Input file validation

A mechanism of detection of invalid input files has been included in the discovery and the silos execution. There are 2 goals :

  • If an input file is invalid, the whole silo can be ignored if it is not sensitive.
  • All errors found in input files are logged in a different file for each silo. This way, sending the problems to the application owner is easier.

The validation of input files, is automatically performed before the data collection. This functionality has been added to help ensure that no erroneous data will be imported into the database. It offers the following features :

  • Multiple checks are run on input files, more precisely on attributes extracted from discovery
  • The validation process retrieves all errors in a single pass and reports them by silo, so that application owners can be notified individually
  • A strategy for further collection can be defined and is applied when a file is not validated

The validation step has to be configured in three different places : in the discovery editor, in silo definitions, and in the silo configuration.

In the Discovery editor

The input files validation parameters are defined in the discovery editor, under the 'Validation' tab, as shown below :

Discovery editor

For each discovery attribute, it is possible to set one or several of the following conditions :

  • The attribute is mandatory (e.g. its value cannot be empty)
  • The attribute is filled out with a given ratio. This helps tolerate a small margin for empty values, but raises an error if an overwhelming number of values are absent (for instance more than 20%)
  • The attribute matches a given date format
  • The attribute matches a given regular expression

The validation results are displayed in the bottom section of the validation tab. The attributes that failed the validation test are listed, along with the number of invalid entries and a sample of those entries. The validation errors are also shown directly in the analysis results tab: the lines including invalid data are displayed with a colored background. Hovering the mouse over such line will yield a summary of the tests it failed to pass.

Please bear in mind that these validation checks are not of the same nature as the standard checks you run on attributes : instead of discarding incorrect values, the product will keep them and feed them to the collector lines, but an error will be raised if a check fails. It is therefore very important to distinguish between two different strategies when for instance trying to assert that the employee number is mandatory :

  • Applying a mandatory check on the attribute will effectively filter all empty values of the attribute, which means that there is a tolerance for empty valued being present in the file, even if we don't want to see them end up in the database
  • Including a validation check on this attribute will reject the file as invalid if an empty value is present

Discovery editor

In the Silo editor

You may be aware that a discovery can be applied to several input files during collection, or at least to a data file overriding the path defined in the discovery. Thus it is imperative to declare on which file(s) to apply the discovery checks during the validation step. This has to be done in the silo definition, in the 'Validation' tab :

Silo editor

The tab holds only a list with the file paths and their associated discovery. The path can either be pointing to a single file, or can be a file pattern describing any number of files. In the example shown above, for instance, all the LDIF files present in the /importfiles/demo/AD folder will be tested to verify that they follow the requirements of an AD users input file. This means that, if we have to take another AD domain into account later on, just dropping the new LDIF file will automatically ensure that it is checked along with the other domains. If, moreover, a similar file pattern has been set for silo collection, there will be no additional configuration required to have the new file checked and collected.

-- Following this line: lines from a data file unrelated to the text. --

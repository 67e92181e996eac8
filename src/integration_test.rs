#[cfg(test)]
mod tests {
    use anyhow::Result;
    use bytes::Bytes;
    use file_store::{ClientCall, OpenMode, UploadOptions};

    use crate::{service::UploadSummary, testing::TestService};

    #[tokio::test]
    async fn test_local_upload_then_download() -> Result<()> {
        let test_srv = TestService::local(4, 4).await?;
        let service = &test_srv.service;

        let identity = service.identity("/docs/test.txt", UploadOptions::default())?;
        let body: &[u8] = b"This is a test";
        let summary = service.upload(&identity, body, OpenMode::CreateWrite).await?;
        assert_eq!(
            summary,
            UploadSummary {
                identity: "repo://default/docs/test.txt".to_string(),
                bytes: 14,
                chunks: 4,
            }
        );
        assert_eq!(
            tokio::fs::read(test_srv.storage_dir.path().join("docs/test.txt")).await?,
            b"This is a test"
        );

        let mut out = Vec::new();
        assert_eq!(service.download(&identity, &mut out).await?, 14);
        assert_eq!(out, b"This is a test");

        service.shutdown().await;
        Ok(())
    }

    #[tokio::test]
    async fn test_local_many_chunks_small_pool() -> Result<()> {
        let test_srv = TestService::local(2, 1000).await?;
        let service = &test_srv.service;

        let body: Vec<u8> = (0..50_000u32).map(|i| (i % 251) as u8).collect();
        let identity = service.identity("/blobs/pattern.bin", UploadOptions::default())?;
        let summary = service
            .upload(&identity, body.as_slice(), OpenMode::CreateWrite)
            .await?;
        assert_eq!(summary.chunks, 50);

        let mut out = Vec::new();
        service.download(&identity, &mut out).await?;
        assert_eq!(out, body);
        Ok(())
    }

    #[tokio::test]
    async fn test_local_append_and_partial() -> Result<()> {
        let test_srv = TestService::local(4, 2).await?;
        let service = &test_srv.service;

        let partial = UploadOptions {
            partial_upload: true,
            partial_target_bytesize: Some(9),
        };
        let identity = service.identity("/big.iso", partial)?;
        service
            .upload(&identity, &b"head-"[..], OpenMode::CreateWrite)
            .await?;
        service
            .upload(&identity, &b"tail"[..], OpenMode::AppendWrite)
            .await?;

        let root = test_srv.storage_dir.path();
        assert_eq!(tokio::fs::read(root.join("big.iso.dpart")).await?, b"head-tail");
        assert!(!root.join("big.iso").exists());
        Ok(())
    }

    #[tokio::test]
    async fn test_object_storage_ten_single_byte_chunks() -> Result<()> {
        let test_srv = TestService::object_storage(10, 1)?;
        let service = &test_srv.service;
        let objects = test_srv.objects.as_ref().unwrap();

        let identity = service.identity("/digits.txt", UploadOptions::default())?;
        let summary = service
            .upload(&identity, &b"0123456789"[..], OpenMode::CreateWrite)
            .await?;
        assert_eq!(summary.chunks, 10);
        assert_eq!(objects.object("digits.txt"), Some(Bytes::from_static(b"0123456789")));

        let mut out = Vec::new();
        service.download(&identity, &mut out).await?;
        assert_eq!(out, b"0123456789");
        Ok(())
    }

    #[tokio::test]
    async fn test_object_storage_append_copies_head() -> Result<()> {
        let test_srv = TestService::object_storage(8, 2)?;
        let service = &test_srv.service;
        let objects = test_srv.objects.as_ref().unwrap();
        objects.insert("logs/app.log", Bytes::from_static(b"line 1\n"));

        let identity = service.identity("/logs/app.log", UploadOptions::default())?;
        service
            .upload(&identity, &b"line 2\n"[..], OpenMode::AppendWrite)
            .await?;

        assert_eq!(
            objects.object("logs/app.log"),
            Some(Bytes::from_static(b"line 1\nline 2\n"))
        );
        let calls = objects.calls();
        assert!(calls
            .iter()
            .all(|call| !matches!(call, ClientCall::PutStream { .. })));
        assert!(calls.contains(&ClientCall::UploadPart {
            key: "logs/app.log".to_string(),
            part_number: 2,
            bytes: 7,
        }));
        Ok(())
    }

    #[tokio::test]
    async fn test_download_missing_object_fails() -> Result<()> {
        let test_srv = TestService::object_storage(1, 1)?;
        let service = &test_srv.service;

        let identity = service.identity("/nowhere.txt", UploadOptions::default())?;
        let mut out = Vec::new();
        let err = service.download(&identity, &mut out).await.unwrap_err();
        assert!(err.to_string().contains("opening repo://default/nowhere.txt"));
        Ok(())
    }
}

The silo validation will be automatically performed when trying to run the collection from the main 'Silo' tab, but it can also be triggered independently using the green check in the same tab. The errors found during validation are compiled in a log file under logs/silovalidation_<siloname>.txt

Defining a collection strategy in the configuration

There remains to define the behaviour for silo collection when an input file fails to validate the designed checks. This can be performed in the 'Silos' tab of the configuration editor.

There are two distinct behaviours that can be defined for each silo :

  • terminating all collection
  • collecting the rest of the data, only omitting the invalidated silo when it is not deemed critical

If left unspecified, the default behaviour is to prevent all data collection.

Defining a collection strategy

The validation step will automatically be performed when running silos collection, either from the studio or from the batch command line. It is possible to check all files without triggering any collection in the execution plan, by clicking on the green check under the 'Run silos' actions.

Defining a collection strategy

The errors found during validation are placed in a different log file for each silo, in the logs folder, under the name silovalidation_<silo name>_<timeslot name>.txt.

Having different log files allows to send only the relevant errors to an application or repository owner responsible for the data input files provided.